| Task to carry out |
Using the entries that follow, report how many lines contain the word "literal". Only the number is wanted.

| Supplied material |
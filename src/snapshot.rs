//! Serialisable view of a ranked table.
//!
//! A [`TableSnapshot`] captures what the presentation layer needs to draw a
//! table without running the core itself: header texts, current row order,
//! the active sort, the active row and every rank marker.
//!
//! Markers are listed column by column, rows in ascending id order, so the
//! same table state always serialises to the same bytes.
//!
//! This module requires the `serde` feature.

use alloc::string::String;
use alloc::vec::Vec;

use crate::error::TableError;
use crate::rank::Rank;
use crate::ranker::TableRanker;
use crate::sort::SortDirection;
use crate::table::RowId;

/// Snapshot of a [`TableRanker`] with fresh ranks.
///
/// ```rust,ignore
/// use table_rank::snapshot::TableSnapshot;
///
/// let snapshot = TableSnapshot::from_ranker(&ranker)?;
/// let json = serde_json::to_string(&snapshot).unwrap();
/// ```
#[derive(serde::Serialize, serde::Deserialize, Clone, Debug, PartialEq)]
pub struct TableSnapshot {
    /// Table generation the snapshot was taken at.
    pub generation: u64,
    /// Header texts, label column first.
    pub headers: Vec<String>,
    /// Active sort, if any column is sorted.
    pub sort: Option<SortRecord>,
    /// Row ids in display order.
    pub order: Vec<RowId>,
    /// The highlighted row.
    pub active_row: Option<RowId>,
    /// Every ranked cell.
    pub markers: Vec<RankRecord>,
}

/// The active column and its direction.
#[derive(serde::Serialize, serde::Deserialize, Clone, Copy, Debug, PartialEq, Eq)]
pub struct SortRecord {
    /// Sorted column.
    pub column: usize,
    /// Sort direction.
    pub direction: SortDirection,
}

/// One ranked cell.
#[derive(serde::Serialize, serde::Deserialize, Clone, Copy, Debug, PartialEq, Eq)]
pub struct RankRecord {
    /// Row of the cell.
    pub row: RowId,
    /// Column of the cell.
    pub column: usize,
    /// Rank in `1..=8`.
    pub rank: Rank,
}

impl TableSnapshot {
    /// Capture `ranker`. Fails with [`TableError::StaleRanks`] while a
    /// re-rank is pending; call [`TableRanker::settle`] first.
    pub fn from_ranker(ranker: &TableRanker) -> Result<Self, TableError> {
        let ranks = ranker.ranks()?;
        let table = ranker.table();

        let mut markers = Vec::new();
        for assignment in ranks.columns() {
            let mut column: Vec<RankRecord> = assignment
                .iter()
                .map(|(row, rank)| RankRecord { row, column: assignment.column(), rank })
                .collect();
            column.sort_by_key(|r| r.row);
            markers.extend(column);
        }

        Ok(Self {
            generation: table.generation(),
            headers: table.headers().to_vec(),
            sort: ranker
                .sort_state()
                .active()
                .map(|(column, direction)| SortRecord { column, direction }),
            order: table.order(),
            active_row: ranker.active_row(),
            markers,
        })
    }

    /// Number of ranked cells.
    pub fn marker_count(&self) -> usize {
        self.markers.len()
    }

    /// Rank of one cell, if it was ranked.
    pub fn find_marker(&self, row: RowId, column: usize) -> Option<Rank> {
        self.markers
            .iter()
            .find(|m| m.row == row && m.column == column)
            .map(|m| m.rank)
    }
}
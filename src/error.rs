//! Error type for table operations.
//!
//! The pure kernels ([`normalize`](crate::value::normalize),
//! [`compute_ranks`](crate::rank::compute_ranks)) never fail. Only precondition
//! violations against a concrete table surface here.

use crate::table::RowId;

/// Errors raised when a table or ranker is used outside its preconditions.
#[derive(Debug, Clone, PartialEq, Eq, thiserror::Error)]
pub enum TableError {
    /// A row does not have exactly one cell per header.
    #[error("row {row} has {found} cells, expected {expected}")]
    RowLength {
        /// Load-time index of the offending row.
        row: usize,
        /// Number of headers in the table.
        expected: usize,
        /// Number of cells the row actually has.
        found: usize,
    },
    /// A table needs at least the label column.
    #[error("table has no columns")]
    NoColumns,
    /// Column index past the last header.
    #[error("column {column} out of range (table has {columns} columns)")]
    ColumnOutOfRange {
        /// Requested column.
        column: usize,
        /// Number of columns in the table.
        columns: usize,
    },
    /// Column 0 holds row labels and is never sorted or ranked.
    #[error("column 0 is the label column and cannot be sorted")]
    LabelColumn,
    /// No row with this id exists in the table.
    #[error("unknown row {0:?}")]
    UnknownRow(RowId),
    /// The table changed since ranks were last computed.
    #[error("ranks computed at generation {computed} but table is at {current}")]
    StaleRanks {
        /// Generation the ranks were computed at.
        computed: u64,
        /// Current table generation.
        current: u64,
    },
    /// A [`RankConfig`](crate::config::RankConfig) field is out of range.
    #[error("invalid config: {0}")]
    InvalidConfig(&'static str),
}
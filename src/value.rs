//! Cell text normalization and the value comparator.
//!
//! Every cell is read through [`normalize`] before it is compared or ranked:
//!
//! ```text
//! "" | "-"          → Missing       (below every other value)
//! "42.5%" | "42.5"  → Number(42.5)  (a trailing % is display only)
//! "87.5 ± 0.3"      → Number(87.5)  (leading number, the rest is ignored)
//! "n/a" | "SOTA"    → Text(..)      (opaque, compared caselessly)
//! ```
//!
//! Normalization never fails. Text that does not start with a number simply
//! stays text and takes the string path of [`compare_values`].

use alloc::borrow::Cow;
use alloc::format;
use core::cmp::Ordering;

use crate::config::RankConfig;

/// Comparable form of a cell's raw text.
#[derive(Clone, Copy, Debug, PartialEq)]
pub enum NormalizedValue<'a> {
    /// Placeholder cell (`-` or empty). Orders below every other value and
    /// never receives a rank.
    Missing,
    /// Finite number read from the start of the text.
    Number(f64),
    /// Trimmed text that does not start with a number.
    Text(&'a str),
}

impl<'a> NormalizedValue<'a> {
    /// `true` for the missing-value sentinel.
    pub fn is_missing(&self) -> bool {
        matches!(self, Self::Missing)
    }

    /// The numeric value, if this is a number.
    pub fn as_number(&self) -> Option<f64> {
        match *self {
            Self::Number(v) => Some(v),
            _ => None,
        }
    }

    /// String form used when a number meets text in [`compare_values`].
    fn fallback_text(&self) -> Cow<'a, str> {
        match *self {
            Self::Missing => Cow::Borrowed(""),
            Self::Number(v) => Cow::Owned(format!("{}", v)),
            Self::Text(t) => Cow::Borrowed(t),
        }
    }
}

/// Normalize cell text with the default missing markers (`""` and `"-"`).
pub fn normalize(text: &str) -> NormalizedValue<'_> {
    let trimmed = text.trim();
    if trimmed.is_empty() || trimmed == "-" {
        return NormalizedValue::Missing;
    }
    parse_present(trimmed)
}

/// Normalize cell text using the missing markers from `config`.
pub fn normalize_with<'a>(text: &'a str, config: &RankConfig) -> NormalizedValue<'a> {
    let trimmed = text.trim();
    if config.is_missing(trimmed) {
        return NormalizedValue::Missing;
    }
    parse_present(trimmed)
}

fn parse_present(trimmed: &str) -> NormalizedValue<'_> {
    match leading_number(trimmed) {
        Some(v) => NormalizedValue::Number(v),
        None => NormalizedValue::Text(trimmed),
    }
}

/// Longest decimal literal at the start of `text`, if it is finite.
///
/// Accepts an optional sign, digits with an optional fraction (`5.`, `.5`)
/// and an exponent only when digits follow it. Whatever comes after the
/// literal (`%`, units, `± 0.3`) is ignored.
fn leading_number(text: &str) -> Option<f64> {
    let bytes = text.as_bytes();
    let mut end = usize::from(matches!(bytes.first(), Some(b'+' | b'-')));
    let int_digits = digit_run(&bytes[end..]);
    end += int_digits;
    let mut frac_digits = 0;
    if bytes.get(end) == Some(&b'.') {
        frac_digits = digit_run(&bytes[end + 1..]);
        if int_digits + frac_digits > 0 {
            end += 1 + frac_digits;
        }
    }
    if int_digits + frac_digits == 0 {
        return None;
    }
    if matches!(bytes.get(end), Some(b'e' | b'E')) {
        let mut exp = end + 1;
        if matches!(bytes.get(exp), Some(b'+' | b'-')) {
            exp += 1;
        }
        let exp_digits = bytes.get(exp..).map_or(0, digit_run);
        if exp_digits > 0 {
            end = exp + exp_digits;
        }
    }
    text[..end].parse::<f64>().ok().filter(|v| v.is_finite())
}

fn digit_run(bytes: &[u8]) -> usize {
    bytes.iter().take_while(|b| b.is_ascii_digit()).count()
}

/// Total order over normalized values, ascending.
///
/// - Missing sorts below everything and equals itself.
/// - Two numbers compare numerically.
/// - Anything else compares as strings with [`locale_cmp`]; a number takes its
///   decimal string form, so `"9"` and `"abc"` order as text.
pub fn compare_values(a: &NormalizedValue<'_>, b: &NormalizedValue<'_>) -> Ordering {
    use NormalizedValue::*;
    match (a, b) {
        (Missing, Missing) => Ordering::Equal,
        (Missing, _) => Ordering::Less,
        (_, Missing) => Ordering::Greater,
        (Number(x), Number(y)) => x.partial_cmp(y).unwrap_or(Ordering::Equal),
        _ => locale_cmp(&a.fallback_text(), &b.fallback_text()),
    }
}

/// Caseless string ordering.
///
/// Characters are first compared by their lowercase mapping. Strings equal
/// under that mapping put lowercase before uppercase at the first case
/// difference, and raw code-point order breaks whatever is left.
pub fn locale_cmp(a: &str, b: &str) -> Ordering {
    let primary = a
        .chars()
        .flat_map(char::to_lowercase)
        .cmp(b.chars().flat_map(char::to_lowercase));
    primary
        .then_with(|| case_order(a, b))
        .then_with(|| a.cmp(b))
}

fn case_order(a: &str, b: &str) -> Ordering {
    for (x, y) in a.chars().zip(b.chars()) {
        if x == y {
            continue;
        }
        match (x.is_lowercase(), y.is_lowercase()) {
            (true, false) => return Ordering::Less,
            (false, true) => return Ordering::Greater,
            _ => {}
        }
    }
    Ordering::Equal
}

| Result |
2